WHAT THIS TASK INVOLVES => Restate the data below, keeping every line the same.

····················

// ABOUTME: Shared fakes and harness for provisioning integration tests

#![allow(dead_code)]

use async_trait::async_trait;
use envbox::config::Settings;
use envbox::docker::{ContainerRuntime, RuntimeError};
use envbox::events::{EventBus, EventEmitter, RecordingSink};
use envbox::git::{CloneError, SourceControl};
use envbox::models::{Module, Project};
use envbox::provision::{Context, ProbePolicy, ProvisionFailure, ProvisionRequest, Provisioner};
use envbox::registry::RegistryStore;
use std::collections::HashSet;
use std::path::{Path, PathBuf};
use std::sync::Mutex;
use std::time::Duration;
use tempfile::TempDir;

pub const ENV_EXAMPLE: &str = "\
CONTAINER_NAME=
REPOSITORY=
REPOSITORY_PATH=
DOCKER_PATH=
VIRTUAL_HOST=
VIRTUAL_PORT=
MY_WORDPRESS_DB=
TZ=
MYSQL_HOST=
MYSQL_USER=
MYSQL_PASSWORD=
MYSQL_ROOT_PASSWORD=
DB_PORT=
MP_DATABASE=
MP_MAX_MESSAGES=
MP_SMTP_UAUTH_ACCEPT_ANY=
MP_SMTP_AUTH_ALLOW_INSECURE=
";

pub const DESCRIPTOR_EXAMPLE: &str = r#"{
  "name": "project_repository",
  "name": "my wordpress",
  "name": "my php",
  "name": "nodejs project",
  "service": "app"
}
"#;

/// Records every call; failures are injected per path or command.
#[derive(Default)]
pub struct FakeRuntime {
    pub calls: Mutex<Vec<String>>,
    pub networks: Mutex<HashSet<String>>,
    pub fail_boot_at: Mutex<Option<PathBuf>>,
    pub fail_command: Mutex<Option<String>>,
}

impl FakeRuntime {
    pub fn calls(&self) -> Vec<String> {
        self.calls.lock().unwrap().clone()
    }

    pub fn fail_boot_at(&self, path: impl Into<PathBuf>) {
        *self.fail_boot_at.lock().unwrap() = Some(path.into());
    }

    pub fn fail_command(&self, command: &str) {
        *self.fail_command.lock().unwrap() = Some(command.to_string());
    }
}

#[async_trait]
impl ContainerRuntime for FakeRuntime {
    async fn ensure_running(&self, path: &Path) -> Result<(), RuntimeError> {
        self.calls.lock().unwrap().push(format!("up {}", path.display()));
        if self.fail_boot_at.lock().unwrap().as_deref() == Some(path) {
            return Err(RuntimeError::ComposeFailed {
                path: path.to_path_buf(),
                output: "Bind for 0.0.0.0:80 failed: port is already allocated".to_string(),
            });
        }
        Ok(())
    }

    async fn exec(&self, service: &str, command: &str, args: &[String]) -> Result<String, RuntimeError> {
        self.calls
            .lock()
            .unwrap()
            .push(format!("exec {} {} {}", service, command, args.join(" ")));
        if self.fail_command.lock().unwrap().as_deref() == Some(command) {
            return Err(RuntimeError::ExecFailed {
                service: service.to_string(),
                command: command.to_string(),
                exit_code: 1,
                output: "boom".to_string(),
            });
        }
        Ok(String::new())
    }

    async fn network_exists(&self, name: &str) -> Result<bool, RuntimeError> {
        Ok(self.networks.lock().unwrap().contains(name))
    }

    async fn create_network(&self, name: &str) -> Result<(), RuntimeError> {
        self.calls.lock().unwrap().push(format!("network {name}"));
        self.networks.lock().unwrap().insert(name.to_string());
        Ok(())
    }
}

/// Materializes a scaffold on clone instead of talking to a remote.
#[derive(Default)]
pub struct FakeSourceControl {
    pub cloned: Mutex<Vec<String>>,
    pub fail_url: Mutex<Option<String>>,
    pub omit_env_example: Mutex<bool>,
    pub omit_descriptor: Mutex<bool>,
    pub corrupt_after_clone: Mutex<Option<PathBuf>>,
}

impl FakeSourceControl {
    pub fn fail_url_containing(&self, needle: &str) {
        *self.fail_url.lock().unwrap() = Some(needle.to_string());
    }

    /// Overwrite `registry` with garbage once the next clone finishes.
    pub fn corrupt_registry_after_clone(&self, registry: impl Into<PathBuf>) {
        *self.corrupt_after_clone.lock().unwrap() = Some(registry.into());
    }

    pub fn cloned(&self) -> Vec<String> {
        self.cloned.lock().unwrap().clone()
    }
}

#[async_trait]
impl SourceControl for FakeSourceControl {
    async fn clone_repo(&self, url: &str, dest: &Path) -> Result<(), CloneError> {
        if dest.exists() {
            return Err(CloneError::AlreadyExists(dest.to_path_buf()));
        }
        if let Some(needle) = self.fail_url.lock().unwrap().as_deref() {
            if url.contains(needle) {
                return Err(CloneError::Git {
                    url: url.to_string(),
                    source: git2::Error::from_str("remote: Repository not found."),
                });
            }
        }

        self.cloned.lock().unwrap().push(url.to_string());
        std::fs::create_dir_all(dest)?;

        if url.contains("/docker_") {
            if !*self.omit_env_example.lock().unwrap() {
                std::fs::write(dest.join(".env.example"), ENV_EXAMPLE)?;
            }
            if !*self.omit_descriptor.lock().unwrap() {
                std::fs::create_dir_all(dest.join(".devcontainer"))?;
                std::fs::write(dest.join(".devcontainer/devcontainer.json.example"), DESCRIPTOR_EXAMPLE)?;
            }
        } else {
            std::fs::write(dest.join("composer.json"), "{}")?;
        }

        if let Some(registry) = self.corrupt_after_clone.lock().unwrap().take() {
            std::fs::write(registry, "{ not json")?;
        }
        Ok(())
    }
}

pub struct Harness {
    pub dir: TempDir,
    pub settings: Settings,
    pub store: RegistryStore,
    pub runtime: FakeRuntime,
    pub source: FakeSourceControl,
}

impl Harness {
    /// Registry with the given modules already installed.
    pub fn with_modules(modules: &[&str]) -> Self {
        let dir = TempDir::new().unwrap();
        let settings = Settings {
            registry_path: dir.path().join("config.json"),
            dev_root: dir.path().join("dev"),
            timezone: "Asia/Tokyo".to_string(),
            scaffold_base_url: "https://example.com/boilerplates".to_string(),
            ..Settings::default()
        };
        let store = RegistryStore::new(&settings.registry_path);
        store.create("en", "docker").unwrap();
        for name in modules {
            store
                .add_module(Module::new(*name, dir.path().join("modules").join(name)))
                .unwrap();
        }

        Self {
            dir,
            settings,
            store,
            runtime: FakeRuntime::default(),
            source: FakeSourceControl::default(),
        }
    }

    pub fn new() -> Self {
        Self::with_modules(&["proxy", "mysql", "mailpit"])
    }

    pub fn module_path(&self, name: &str) -> PathBuf {
        self.dir.path().join("modules").join(name)
    }

    pub fn target(&self, name: &str) -> PathBuf {
        self.settings.dev_root.join(name)
    }

    pub fn context<'a>(&'a self, events: &'a EventEmitter) -> Context<'a> {
        Context {
            store: &self.store,
            runtime: &self.runtime,
            source: &self.source,
            settings: &self.settings,
            events,
        }
    }

    pub async fn provision(&self, request: &ProvisionRequest) -> (Result<Project, ProvisionFailure>, RecordingSink) {
        let (events, drain) = EventBus::start(RecordingSink::default());
        let result = Provisioner::new(self.context(&events))
            .with_probe_policy(ProbePolicy {
                attempts: 2,
                interval: Duration::ZERO,
            })
            .provision(request)
            .await;
        events.close();
        (result, drain.wait().await.unwrap())
    }

    pub fn project_registered(&self, name: &str) -> bool {
        self.store.load().unwrap().projects.contains_key(name)
    }
}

····················

SOLUTION =>
// ABOUTME: Shared fakes and harness for provisioning integration tests

#![allow(dead_code)]

use async_trait::async_trait;
use envbox::config::Settings;
use envbox::docker::{ContainerRuntime, RuntimeError};
use envbox::events::{EventBus, EventEmitter, RecordingSink};
use envbox::git::{CloneError, SourceControl};
use envbox::models::{Module, Project};
use envbox::provision::{Context, ProbePolicy, ProvisionFailure, ProvisionRequest, Provisioner};
use envbox::registry::RegistryStore;
use std::collections::HashSet;
use std::path::{Path, PathBuf};
use std::sync::Mutex;
use std::time::Duration;
use tempfile::TempDir;

pub const ENV_EXAMPLE: &str = "\
CONTAINER_NAME=
REPOSITORY=
REPOSITORY_PATH=
DOCKER_PATH=
VIRTUAL_HOST=
VIRTUAL_PORT=
MY_WORDPRESS_DB=
TZ=
MYSQL_HOST=
MYSQL_USER=
MYSQL_PASSWORD=
MYSQL_ROOT_PASSWORD=
DB_PORT=
MP_DATABASE=
MP_MAX_MESSAGES=
MP_SMTP_UAUTH_ACCEPT_ANY=
MP_SMTP_AUTH_ALLOW_INSECURE=
";

pub const DESCRIPTOR_EXAMPLE: &str = r#"{
  "name": "project_repository",
  "name": "my wordpress",
  "name": "my php",
  "name": "nodejs project",
  "service": "app"
}
"#;

/// Records every call; failures are injected per path or command.
#[derive(Default)]
pub struct FakeRuntime {
    pub calls: Mutex<Vec<String>>,
    pub networks: Mutex<HashSet<String>>,
    pub fail_boot_at: Mutex<Option<PathBuf>>,
    pub fail_command: Mutex<Option<String>>,
}

impl FakeRuntime {
    pub fn calls(&self) -> Vec<String> {
        self.calls.lock().unwrap().clone()
    }

    pub fn fail_boot_at(&self, path: impl Into<PathBuf>) {
        *self.fail_boot_at.lock().unwrap() = Some(path.into());
    }

    pub fn fail_command(&self, command: &str) {
        *self.fail_command.lock().unwrap() = Some(command.to_string());
    }
}

#[async_trait]
impl ContainerRuntime for FakeRuntime {
    async fn ensure_running(&self, path: &Path) -> Result<(), RuntimeError> {
        self.calls.lock().unwrap().push(format!("up {}", path.display()));
        if self.fail_boot_at.lock().unwrap().as_deref() == Some(path) {
            return Err(RuntimeError::ComposeFailed {
                path: path.to_path_buf(),
                output: "Bind for 0.0.0.0:80 failed: port is already allocated".to_string(),
            });
        }
        Ok(())
    }

    async fn exec(&self, service: &str, command: &str, args: &[String]) -> Result<String, RuntimeError> {
        self.calls
            .lock()
            .unwrap()
            .push(format!("exec {} {} {}", service, command, args.join(" ")));
        if self.fail_command.lock().unwrap().as_deref() == Some(command) {
            return Err(RuntimeError::ExecFailed {
                service: service.to_string(),
                command: command.to_string(),
                exit_code: 1,
                output: "boom".to_string(),
            });
        }
        Ok(String::new())
    }

    async fn network_exists(&self, name: &str) -> Result<bool, RuntimeError> {
        Ok(self.networks.lock().unwrap().contains(name))
    }

    async fn create_network(&self, name: &str) -> Result<(), RuntimeError> {
        self.calls.lock().unwrap().push(format!("network {name}"));
        self.networks.lock().unwrap().insert(name.to_string());
        Ok(())
    }
}

/// Materializes a scaffold on clone instead of talking to a remote.
#[derive(Default)]
pub struct FakeSourceControl {
    pub cloned: Mutex<Vec<String>>,
    pub fail_url: Mutex<Option<String>>,
    pub omit_env_example: Mutex<bool>,
    pub omit_descriptor: Mutex<bool>,
    pub corrupt_after_clone: Mutex<Option<PathBuf>>,
}

impl FakeSourceControl {
    pub fn fail_url_containing(&self, needle: &str) {
        *self.fail_url.lock().unwrap() = Some(needle.to_string());
    }

    /// Overwrite `registry` with garbage once the next clone finishes.
    pub fn corrupt_registry_after_clone(&self, registry: impl Into<PathBuf>) {
        *self.corrupt_after_clone.lock().unwrap() = Some(registry.into());
    }

    pub fn cloned(&self) -> Vec<String> {
        self.cloned.lock().unwrap().clone()
    }
}

#[async_trait]
impl SourceControl for FakeSourceControl {
    async fn clone_repo(&self, url: &str, dest: &Path) -> Result<(), CloneError> {
        if dest.exists() {
            return Err(CloneError::AlreadyExists(dest.to_path_buf()));
        }
        if let Some(needle) = self.fail_url.lock().unwrap().as_deref() {
            if url.contains(needle) {
                return Err(CloneError::Git {
                    url: url.to_string(),
                    source: git2::Error::from_str("remote: Repository not found."),
                });
            }
        }

        self.cloned.lock().unwrap().push(url.to_string());
        std::fs::create_dir_all(dest)?;

        if url.contains("/docker_") {
            if !*self.omit_env_example.lock().unwrap() {
                std::fs::write(dest.join(".env.example"), ENV_EXAMPLE)?;
            }
            if !*self.omit_descriptor.lock().unwrap() {
                std::fs::create_dir_all(dest.join(".devcontainer"))?;
                std::fs::write(dest.join(".devcontainer/devcontainer.json.example"), DESCRIPTOR_EXAMPLE)?;
            }
        } else {
            std::fs::write(dest.join("composer.json"), "{}")?;
        }

        if let Some(registry) = self.corrupt_after_clone.lock().unwrap().take() {
            std::fs::write(registry, "{ not json")?;
        }
        Ok(())
    }
}

pub struct Harness {
    pub dir: TempDir,
    pub settings: Settings,
    pub store: RegistryStore,
    pub runtime: FakeRuntime,
    pub source: FakeSourceControl,
}

impl Harness {
    /// Registry with the given modules already installed.
    pub fn with_modules(modules: &[&str]) -> Self {
        let dir = TempDir::new().unwrap();
        let settings = Settings {
            registry_path: dir.path().join("config.json"),
            dev_root: dir.path().join("dev"),
            timezone: "Asia/Tokyo".to_string(),
            scaffold_base_url: "https://example.com/boilerplates".to_string(),
            ..Settings::default()
        };
        let store = RegistryStore::new(&settings.registry_path);
        store.create("en", "docker").unwrap();
        for name in modules {
            store
                .add_module(Module::new(*name, dir.path().join("modules").join(name)))
                .unwrap();
        }

        Self {
            dir,
            settings,
            store,
            runtime: FakeRuntime::default(),
            source: FakeSourceControl::default(),
        }
    }

    pub fn new() -> Self {
        Self::with_modules(&["proxy", "mysql", "mailpit"])
    }

    pub fn module_path(&self, name: &str) -> PathBuf {
        self.dir.path().join("modules").join(name)
    }

    pub fn target(&self, name: &str) -> PathBuf {
        self.settings.dev_root.join(name)
    }

    pub fn context<'a>(&'a self, events: &'a EventEmitter) -> Context<'a> {
        Context {
            store: &self.store,
            runtime: &self.runtime,
            source: &self.source,
            settings: &self.settings,
            events,
        }
    }

    pub async fn provision(&self, request: &ProvisionRequest) -> (Result<Project, ProvisionFailure>, RecordingSink) {
        let (events, drain) = EventBus::start(RecordingSink::default());
        let result = Provisioner::new(self.context(&events))
            .with_probe_policy(ProbePolicy {
                attempts: 2,
                interval: Duration::ZERO,
            })
            .provision(request)
            .await;
        events.close();
        (result, drain.wait().await.unwrap())
    }

    pub fn project_registered(&self, name: &str) -> bool {
        self.store.load().unwrap().projects.contains_key(name)
    }
}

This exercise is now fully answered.